An Interview with Pat Carr, Author of Death of a Confederate Colonel

Pat Carr

Most authors who use the Civil War in fiction write novels. Why did you choose to write short stories?
While I am writing a novel set in the Civil War, I see short fiction and longer narratives as having completely different functions. For me, novels must contain a vast core event—those encompassing actions of life and death, love and betrayal in War and Peace, Crime and Punishment or the social novels of Jane Austen, George Eliot, and Trollope, or the picaresque adventures in Tom Jones. Short stories focus on intimate personal triumphs and defeats, those moments of awareness Joyce called ‘epiphanies,’ after which nothing in the lives of the characters will ever be the same. I think both are equally important, and I wanted to capture the moments with this particular book.


What is your attraction to history?
I grew up in a Wyoming oil camp in the middle of nowhere, and in that desolate landscape there seemed to be no present and very little future, but there was a past in the arrowheads I used to find in the hills. My love for history probably began then, and I was an undergraduate history major at Rice. I think we can get a better grasp of where we’re going by looking at where we’ve been, and since I’m convinced that human emotions and motives stay the same through the ages, I feel we can understand ourselves if we understand history.


Why not write history then rather than historical fiction?
Fiction has the advantage or making a reader care about the participants in an event, which isn’t necessarily the case with the facts of history.


Since you’re writing fiction, do you just make up what happened?
Absolutely not. Americans learn too much of their history from novels and films, and writers owe it to their readers to get the facts right. Fiction has to have a basis in truth—and historical fiction has the added obligation of being grounded in what actually happened.


How much research do you do in order to get it right?
Exhaustive research. I read everything I can find on the particular event I’m using—things like contemporary recipes and advertisements from dry-goods stores. With the Civil War, the sources can fill a library, but I try to look at all of it—even if I don’t use half of it. For example, I had a case of gangrene in one of my stories, so I went to a three-hour seminar on gangrene given for nursing students, I persuaded the staff at the Wound Center to let me hang out with them when they got a patient with gangrene from diabetes, I haunted medical museums as far away as Alexandria, Virginia, to study Civil War medical instruments, and I read up on the treatments for gangrene used between 1800 and 2000 (A bromide solution could actually cure gangrene). But then the story itself didn’t jell, and I haven’t used any of that information yet.
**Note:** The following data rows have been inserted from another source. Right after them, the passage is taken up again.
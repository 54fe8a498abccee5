//! Keypad table mapping each digit key to the letters it cycles through.
//!
//! The table is a compile-time perfect hash (`phf`) so it is built once,
//! lives in read-only memory and can be shared by any number of callers.

use phf::phf_map;

/// Classic phone keypad. The Nth press of a key selects the letter at
/// `(N - 1) % len`.
static CANONICAL: phf::Map<char, &'static [char]> = phf_map! {
    '0' => &[' '],
    '1' => &['&', '\'', '('],
    '2' => &['A', 'B', 'C'],
    '3' => &['D', 'E', 'F'],
    '4' => &['G', 'H', 'I'],
    '5' => &['J', 'K', 'L'],
    '6' => &['M', 'N', 'O'],
    '7' => &['P', 'Q', 'R', 'S'],
    '8' => &['T', 'U', 'V'],
    '9' => &['W', 'X', 'Y', 'Z'],
};

/// Read-only handle over a static keypad table.
#[derive(Debug, Clone, Copy)]
pub struct KeyMap {
    table: &'static phf::Map<char, &'static [char]>,
}

impl KeyMap {
    /// The standard 10-key layout.
    pub fn canonical() -> Self {
        Self { table: &CANONICAL }
    }

    /// Wrap another static table. Only tests need a non-canonical layout.
    #[cfg(test)]
    pub(crate) fn from_table(table: &'static phf::Map<char, &'static [char]>) -> Self {
        Self { table }
    }

    /// Letters mapped to `key`, in press order.
    pub fn letters(&self, key: char) -> Option<&'static [char]> {
        self.table.get(&key).copied()
    }

    /// Letter selected by pressing `key` `presses` times in a row.
    ///
    /// Presses past the end of the sequence wrap around to the first letter.
    /// Returns `None` for zero presses, an unmapped key, or a key mapped to
    /// an empty sequence.
    pub fn letter_for(&self, key: char, presses: usize) -> Option<char> {
        if presses == 0 {
            return None;
        }
        let letters = self.letters(key)?;
        if letters.is_empty() {
            return None;
        }
        Some(letters[(presses - 1) % letters.len()])
    }

    /// Mapped keys in ascending order.
    pub fn keys(&self) -> Vec<char> {
        let mut keys: Vec<char> = self.table.keys().copied().collect();
        keys.sort_unstable();
        keys
    }
}

impl Default for KeyMap {
    fn default() -> Self {
        Self::canonical()
    }
}
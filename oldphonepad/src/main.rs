use std::io::{self, IsTerminal};
use std::path::PathBuf;

use anyhow::{Context, Result};
use clap::{Parser, Subcommand};
use tracing_subscriber::EnvFilter;

use oldphonepad::{
    format_output, render_keymap, render_trace, run_repl, Config, Decoder, TraceFormat,
};

#[derive(Parser)]
#[command(name = "oldphonepad")]
#[command(about = "Decode old mobile phone keypad presses into text")]
#[command(version)]
struct Cli {
    /// TOML file with front-end options
    #[arg(long, global = true)]
    config: Option<PathBuf>,

    #[command(subcommand)]
    command: Option<Commands>,

    /// Single keypad sequence to decode, e.g. "4433555 555666#"
    input: Option<String>,
}

#[derive(Subcommand)]
enum Commands {
    /// Decode one or more keypad sequences
    Decode {
        /// Keypad sequences, one result line each
        #[arg(required = true)]
        inputs: Vec<String>,
    },
    /// Show every step taken while decoding
    Trace {
        /// Emit the trace as JSON
        #[arg(long)]
        json: bool,
        /// Keypad sequence to trace
        input: String,
    },
    /// Print the keypad table
    Keymap,
    /// Decode lines read from stdin
    Repl,
}

fn init_tracing() {
    let filter = EnvFilter::try_from_env("OLDPHONEPAD_LOG")
        .unwrap_or_else(|_| EnvFilter::new("warn"));

    tracing_subscriber::fmt()
        .with_env_filter(filter)
        .with_writer(io::stderr)
        .with_target(true)
        .with_level(true)
        .init();
}

fn load_config(path: Option<&PathBuf>) -> Result<Config> {
    match path {
        Some(path) => {
            let config = Config::load_toml(path)
                .with_context(|| format!("loading config from {}", path.display()))?;
            tracing::info!(path = %path.display(), "loaded config");
            Ok(config)
        }
        None => Ok(Config::default()),
    }
}

fn handle_repl(decoder: &Decoder, config: &Config) -> Result<()> {
    let stdin = io::stdin();
    let interactive = stdin.is_terminal();
    if interactive {
        println!("oldphonepad: type keypad presses and press Enter (e.g. 4433555 555666#)");
        println!("Ctrl-D to exit.");
    }
    run_repl(decoder, config, stdin.lock(), io::stdout().lock(), interactive)
        .context("reading keypad input from stdin")?;
    Ok(())
}

fn main() -> Result<()> {
    init_tracing();
    let cli = Cli::parse();
    let config = load_config(cli.config.as_ref())?;
    let decoder = Decoder::new();

    match cli.command {
        Some(Commands::Decode { inputs }) => {
            for input in &inputs {
                println!("{}", format_output(&decoder.decode(input), &config));
            }
        }
        Some(Commands::Trace { json, input }) => {
            let format = if json {
                TraceFormat::Json
            } else {
                config.trace_format
            };
            let trace = decoder.trace(&input);
            let rendered = render_trace(&trace, format, &config).context("rendering trace")?;
            println!("{}", rendered);
        }
        Some(Commands::Keymap) => {
            println!("{}", render_keymap(&decoder.keymap()));
        }
        Some(Commands::Repl) => handle_repl(&decoder, &config)?,
        None => match cli.input {
            Some(input) => println!("{}", format_output(&decoder.decode(&input), &config)),
            None => handle_repl(&decoder, &config)?,
        },
    }

    Ok(())
}
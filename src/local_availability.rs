use crate::{
    availability::{DayIndex, SlotIndex, WeekAvailability},
    backend::{AvailabilityBackend, StoreError},
    types::Record,
};
use chrono::Utc;
use std::{
    collections::HashMap,
    sync::{Arc, Mutex},
};
use tracing::error;

/// Non-persistent backend; all snapshots are lost on restart.
#[derive(Debug, Clone, Default)]
pub struct LocalAvailability {
    records: Arc<Mutex<HashMap<String, Vec<Record>>>>,
}

fn latest(records: &HashMap<String, Vec<Record>>, player: &str) -> Result<Record, StoreError> {
    let Some(history) = records.get(player) else {
        let err = StoreError::UnknownPlayer(player.into());
        error!(%err);
        return Err(err);
    };
    history
        .last()
        .cloned()
        .ok_or_else(|| StoreError::EmptyHistory(player.into()))
}

impl AvailabilityBackend for LocalAvailability {
    fn load(&self, player: &str) -> Result<Record, StoreError> {
        latest(&self.records.lock().unwrap(), player)
    }

    fn history(&self, player: &str) -> Result<Vec<WeekAvailability>, StoreError> {
        match self.records.lock().unwrap().get(player) {
            Some(history) => Ok(history.iter().map(|record| record.availability).collect()),
            None => Err(StoreError::UnknownPlayer(player.into())),
        }
    }

    fn save(&self, record: &Record) -> Result<(), StoreError> {
        self.records
            .lock()
            .unwrap()
            .entry(record.player.clone())
            .or_default()
            .push(record.clone());
        Ok(())
    }

    fn toggle(&self, player: &str, day: DayIndex, slot: SlotIndex) -> Result<Record, StoreError> {
        let mut records = self.records.lock().unwrap();
        let mut record = latest(&records, player)?;
        record.availability.toggle_slot(day, slot);
        record.created_at = Utc::now();
        records
            .entry(player.into())
            .or_default()
            .push(record.clone());
        Ok(record)
    }
}
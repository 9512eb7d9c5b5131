use crate::{
    backend::AvailabilityBackend, configuration::Configuration,
    configuration_handler::ConfigurationHandler, file_availability::FileAvailability,
    http::{create_app, create_error_app},
    local_availability::LocalAvailability,
    roster::bootstrap,
};
use axum::Router;
use std::process::ExitCode;
use tracing::{error, info, warn};
use tracing_subscriber::EnvFilter;

mod aggregate;
mod availability;
mod backend;
mod codec;
mod configuration;
mod configuration_handler;
mod file_availability;
mod http;
mod local_availability;
mod roster;
#[cfg(test)]
mod testutils;
mod types;

fn build_app<T: AvailabilityBackend>(backend: T, configuration: &impl Configuration) -> Router {
    match bootstrap(&configuration.config_dir(), &backend) {
        Ok(roster) => {
            info!(players = ?roster.players(), "Roster ready");
            create_app(backend, roster)
        }
        Err(err) => {
            error!(?err, "Failed to set up the roster. Serving the error page only.");
            create_error_app()
        }
    }
}

#[tokio::main]
async fn main() -> ExitCode {
    dotenvy::dotenv().ok();
    tracing_subscriber::fmt()
        .with_env_filter(EnvFilter::from_default_env())
        .init();

    println!("######################");
    println!("# Survivor Scheduler #");
    println!("######################");

    let configuration = ConfigurationHandler::parse_arguments();

    let address = format!("0.0.0.0:{}", configuration.port());
    println!("Listening on:\n{address}");
    let listener = match tokio::net::TcpListener::bind(&address).await {
        Ok(listener) => listener,
        Err(err) => {
            error!(?err, "Failed to bind {address}");
            return ExitCode::FAILURE;
        }
    };

    let app = if let Some(data_dir) = configuration.data_dir() {
        match FileAvailability::new(data_dir) {
            Ok(backend) => build_app(backend, &configuration),
            Err(err) => {
                error!(?err, "Failed to open the data directory");
                return ExitCode::FAILURE;
            }
        }
    } else {
        warn!("No data directory configured. Availability is kept in memory only.");
        build_app(LocalAvailability::default(), &configuration)
    };

    if let Err(err) = axum::serve(listener, app).await {
        error!(?err, "Server stopped");
        return ExitCode::FAILURE;
    }
    ExitCode::SUCCESS
}
use chrono::{Duration, NaiveTime};
use serde::{Deserialize, Serialize};
use std::ops::BitOrAssign;

pub const DAYS_PER_WEEK: usize = 7;
pub const SLOTS_PER_DAY: usize = 16;

/// Minutes after midnight at which slot 0 starts (4:30pm).
const FIRST_SLOT_MINUTES: i64 = 16 * 60 + 30;
const SLOT_MINUTES: i64 = 30;

#[derive(Debug, Clone, Copy, PartialEq, Eq, thiserror::Error)]
pub enum RangeError {
    #[error("day index {0} is out of range, expected 0..7")]
    Day(usize),
    #[error("slot index {0} is out of range, expected 0..16")]
    Slot(usize),
}

/// Day of the week, 0 = Sunday ... 6 = Saturday.
#[derive(Debug, Clone, Copy, PartialEq, Eq, Hash, Serialize, Deserialize)]
#[serde(try_from = "usize", into = "usize")]
pub struct DayIndex(usize);

/// Half-hour slot of the evening window, 0 = earliest.
#[derive(Debug, Clone, Copy, PartialEq, Eq, Hash, Serialize, Deserialize)]
#[serde(try_from = "usize", into = "usize")]
pub struct SlotIndex(usize);

const DAY_NAMES: [&str; DAYS_PER_WEEK] = [
    "Sunday",
    "Monday",
    "Tuesday",
    "Wednesday",
    "Thursday",
    "Friday",
    "Saturday",
];

impl DayIndex {
    pub fn all() -> impl Iterator<Item = Self> {
        (0..DAYS_PER_WEEK).map(Self)
    }

    pub fn name(self) -> &'static str {
        DAY_NAMES[self.0]
    }
}

impl SlotIndex {
    pub fn all() -> impl Iterator<Item = Self> {
        (0..SLOTS_PER_DAY).map(Self)
    }

    pub fn start_time(self) -> NaiveTime {
        let minutes = FIRST_SLOT_MINUTES + SLOT_MINUTES * self.0 as i64;
        NaiveTime::default() + Duration::minutes(minutes)
    }
}

impl TryFrom<usize> for DayIndex {
    type Error = RangeError;

    fn try_from(index: usize) -> Result<Self, Self::Error> {
        if index < DAYS_PER_WEEK {
            Ok(Self(index))
        } else {
            Err(RangeError::Day(index))
        }
    }
}

impl TryFrom<usize> for SlotIndex {
    type Error = RangeError;

    fn try_from(index: usize) -> Result<Self, Self::Error> {
        if index < SLOTS_PER_DAY {
            Ok(Self(index))
        } else {
            Err(RangeError::Slot(index))
        }
    }
}

impl From<DayIndex> for usize {
    fn from(day: DayIndex) -> Self {
        day.0
    }
}

impl From<SlotIndex> for usize {
    fn from(slot: SlotIndex) -> Self {
        slot.0
    }
}

/// One day of half-hour slots; `true` means busy.
#[derive(Debug, Clone, Copy, Default, PartialEq, Eq, Serialize, Deserialize)]
#[serde(transparent)]
pub struct DaySlots([bool; SLOTS_PER_DAY]);

impl DaySlots {
    pub fn slots(&self) -> &[bool; SLOTS_PER_DAY] {
        &self.0
    }

    pub fn is_busy(&self, slot: SlotIndex) -> bool {
        self.0[slot.0]
    }

    fn toggle(&mut self, slot: SlotIndex) {
        self.0[slot.0] = !self.0[slot.0];
    }
}

impl From<[bool; SLOTS_PER_DAY]> for DaySlots {
    fn from(slots: [bool; SLOTS_PER_DAY]) -> Self {
        Self(slots)
    }
}

impl BitOrAssign<&DaySlots> for DaySlots {
    fn bitor_assign(&mut self, other: &DaySlots) {
        for (slot, busy) in self.0.iter_mut().zip(other.0) {
            *slot |= busy;
        }
    }
}

/// A full week of slots, Sunday first.
#[derive(Debug, Clone, Copy, Default, PartialEq, Eq, Serialize, Deserialize)]
#[serde(transparent)]
pub struct WeekAvailability([DaySlots; DAYS_PER_WEEK]);

impl WeekAvailability {
    /// Every slot free. Used when a player is first registered.
    pub fn new_free() -> Self {
        Self::default()
    }

    pub fn days(&self) -> &[DaySlots; DAYS_PER_WEEK] {
        &self.0
    }

    pub fn is_busy(&self, day: DayIndex, slot: SlotIndex) -> bool {
        self.0[day.0].is_busy(slot)
    }

    pub fn toggle_slot(&mut self, day: DayIndex, slot: SlotIndex) {
        self.0[day.0].toggle(slot);
    }

    pub fn busy_count(&self) -> usize {
        self.0
            .iter()
            .map(|day| day.0.iter().filter(|&&busy| busy).count())
            .sum()
    }
}

impl From<[DaySlots; DAYS_PER_WEEK]> for WeekAvailability {
    fn from(days: [DaySlots; DAYS_PER_WEEK]) -> Self {
        Self(days)
    }
}

impl BitOrAssign<&WeekAvailability> for WeekAvailability {
    fn bitor_assign(&mut self, other: &WeekAvailability) {
        for (day, other_day) in self.0.iter_mut().zip(other.0.iter()) {
            *day |= other_day;
        }
    }
}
So now I’m trying to work a character with gangrene into the novel I’m writing.

Is the Civil War your main historical interest?
I’ve probably been interested in the Civil War era longer than in any other historical period because the war itself was such a tragedy and because it inspired so many works and so many great authors. I find the war in Arkansas particularly tragic in view of the battlefields right next door and the fact that the combatants and the collateral damaged civilians were all in the family. But I’m also continually fascinated by the artifacts of both North and South American pre-history, an interest undoubtedly stemming from those arrowheads in my childhood.


Your stories are mostly set on the home front rather than on the battlefield. Is there a reason for that?

In the Civil War, the home front often was the battlefield, of course, but actually I don’t write about anything I haven’t experienced. I do know life on the periphery of war, and since I’ve encountered birth and death, have seen my share of blood, have listened to my father-in-law tell about the horror of the day the Americans were ordered from the trench ‘over the top’ in 1918, and I’ve watched the stress of returning soldiers, whose trauma caused our next-door neighbor to hang himself a couple of months after he was invalided out after Anzio, and caused one of my students to blow off his head not long after he got back from Saigon. Given the eight or nine wars America has been involved in since 1898, too many people in the twentieth century have been in battle, and I don’t believe in usurping or devaluing their experience by guessing what they went through. That’s the surest way to end up with a cliché or a stereotype. I’ve also always paid attention to Chekhov’s caution that a lie in fiction is a hundred times more boring than it is in real life. If there’s anything I don’t want a reader to be, it’s bored.


Is there anything in particular you want your readers to take away from your stories?
Yes. I want them to recognize the complexity of ordinary people—not just the Southern belles about to lose a Tara-like plantation—but the ordinary men and women who end up witnessing and fighting the wars. I want readers to understand motives, which are the same for all of us, and to care about the people I present on the page. The Yank and the Reb were essentially the same, and I want readers to see that. Ultimately I want everyone to empathize with everyone else, no matter which side of the war they were on or which war they’re coming back from.


When did you start writing?
Actually before I knew how to write. I must have been about three or four, and I couldn’t recognize the letters of the alphabet, so I squiggled lines across pages folded into books and then ‘read’ the stories to anyone willing to listen.


One last question, what are you currently working on?
The Civil War novel I mentioned, which will be set in Little Rock in 1864 after the war had gone bad for everyone. And since TCU Press, which published my novel about Pancho Villa, Border Ransom, has requested a sequel, I’m also researching and working on that one.